Big data is big business. Take, for example, the type of data that credit card companies have at their disposal. Access to Visa's database would essentially provide a real time window on the entire economy.
This raises interesting questions about how, when and if certain data should be used. Visa makes billions and billions from its core business and while it could doubtless make more money from its data, it's probably not worth the risk.
Tammer Kamel founder and CEO of Quandl, a technology company that provides a plethora of data sets to financial institutions, said Visa is rightly paranoid about the sort of headlines that imprudent monetisation of transaction data could generate.
"Imagine a headline saying: 'Visa selling your information to greedy hedge funds on Wall Street'. They know there is money to be made by extracting insights from the data, but the risk/return profile is scary. Sure they can maybe make an extra $50m, $100m or even half a billion dollars, but that's still small compared to their core revenue and going through that process puts their reputation at risk. This is something these guys are wrestling with right now."

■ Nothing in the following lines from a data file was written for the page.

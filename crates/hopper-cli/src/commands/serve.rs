//! `hopper serve`: run the background server until Ctrl-C.

use anyhow::{Context as _, Result};
use hopper_config::SystemConfig;
use hopper_core::{Payload, RecurringOptions};
use hopper_scheduler::{
    BackgroundServer, DispatcherOptions, RetentionOptions, SchedulerOptions, ServerOptions,
    WorkerOptions,
};
use tracing::info;

use super::Context;
use crate::handlers;

pub async fn run(ctx: &Context) -> Result<()> {
    let config = ctx.config()?;
    let store = ctx.store(&config).await?;

    let server = BackgroundServer::new(store, handlers::registry(), server_options(&config));

    let producer = server.producer();
    for recurring in &config.recurring {
        producer
            .add_or_update_recurring_with(
                &recurring.name,
                &recurring.cron,
                Payload::new(recurring.handler.clone(), recurring.args.clone()),
                RecurringOptions {
                    queue: recurring.queue.clone(),
                    overlap: recurring.overlap,
                    max_retries: recurring.max_retries,
                },
            )
            .await
            .with_context(|| format!("Failed to register recurring job '{}'", recurring.name))?;
    }

    let handle = server.start();
    info!("Press Ctrl-C to stop");
    tokio::signal::ctrl_c()
        .await
        .context("Failed to listen for Ctrl-C")?;

    handle.shutdown().await;
    Ok(())
}

pub fn server_options(config: &SystemConfig) -> ServerOptions {
    ServerOptions {
        name: config.server.name.clone(),
        concurrency: config.server.concurrency,
        scheduler: SchedulerOptions {
            poll_interval: config.scheduler.poll_interval,
            batch_size: config.scheduler.batch_size,
            default_max_retries: config.retry.max_retries,
        },
        worker: WorkerOptions {
            queues: config.queues.clone(),
            dispatcher: DispatcherOptions {
                poll_interval: config.dispatcher.poll_interval,
                max_wait: config.dispatcher.max_wait,
                jitter: config.dispatcher.jitter,
                lease_duration: config.lease.duration,
            },
            heartbeat: config.lease.heartbeat,
            timeout: config.execution.timeout,
            retry: config.retry.clone(),
        },
        reaper_interval: config.reaper.interval,
        continuation_interval: config.continuations.interval,
        retention: RetentionOptions {
            succeeded: config.retention.succeeded,
            deleted: config.retention.deleted,
            interval: config.retention.interval,
            ..Default::default()
        },
    }
}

Quandl has over 100,000 users including lots of data scientists from banks and hedge funds, and over the years Kamel has gathered plenty of insight into the data business. He also pointed out that card providers and payment processors are paid a lot of money by major retail outfits like Walmart. If card providers were to turn around and start letting the outside world infer how sales were going at Walmart that would be a huge betrayal.
"Wall Street would love to see all the credit card transactions that are happening at Walmart and work out how Walmart is doing. But if Visa ever released that, Walmart would be livid," he said.
Quandl provides well-structured data, the sort analysts like, via its API, so it's available decoupled from other software or hardware such as Bloomberg terminals. This means users can easily run their own machine learning analytics on it. Quandl's data sets feature everything from alcohol consumption per head of capita in Albania to building control permissions across the US.
"We have a big data set that is essentially all the building permit data in the US, broken down by regions and cities and counties, and the sort of building permits people are applying for – is it residential, is it commercial, are they putting in elevators, are they putting in pools.
"A nice, big, hairy data set, and if you analyse it you can learn all kinds of interesting things about what's happening in the economy right now, because of course construction is a very important part of the economy."
Financial institutions are constantly searching for new alternative data sources; once the rest of the market gets hold of something exotic that works, it quickly gets priced in and will no longer generate alpha. One extremely nascent, big and potentially very hairy flow of data could be captured from the Internet of Things (IoT), which promises billions of extra devices connected to the internet by 2020, endlessly "talking" to each other.
Regarding IoT data, Kamel said he is "super-intrigued" and watchful, but again he cited ownership issues. For example, in the Midwest many farms have smart tractors or sensors in the ground feeding back data about the quality of their soil.
"The sensors send data to a server, and that server does some analysis and goes back to the farmer and says, you need to use this kind of fertiliser in these areas and at these quantities to improve your soil quality and meet your yields.
"The point is, these companies are getting this data from all over the Midwest and implicitly they know the quality of all the fields that are growing corn this year. This means they have a good sense of what the corn yield will be like this year – which of course Wall Street investors would love to know.
"It's a beautiful IoT data set, but extracting the value is a challenge because who owns that data? Technically it's the farmers' private information."
In a situation like this the data sourcing party would need to negotiate bureaucratic challenges, such as how to compensate all the farmers. "I think with IoT data, while it seems so exciting and definitely has all this potential, there are challenges with actually bringing it to market."
Kamel explained there are some clever ways to address issues of ownership and privacy. One of the data sets Quandl sources comes from email, based on a partnership it has with a technology company. "That essentially gives us access to three million people's emails. The company gives away its inbox management software, and in return people opt-in to allow this company to essentially read their emails. Now that might sound a bit evil at first, but what this company does is very responsible; they anonymise and aggregate everything."
Users of this data don't care about any one person's email; only how many of these three million people are shopping at eBay or Best Buy or Amazon; how much are they spending and what are they buying?
"You pull that kind of information out and you can actually draw really interesting conclusions about consumer spending patterns and indeed about how Amazon is doing, right now," said Kamel.
In respect of individuals' privacy, this anonymised processing is a much less invasive use of email data than the type of analytics performed by Google. It reads all your emails to figure out who you are and what you like, so that you can be personally followed around the internet and shown adverts.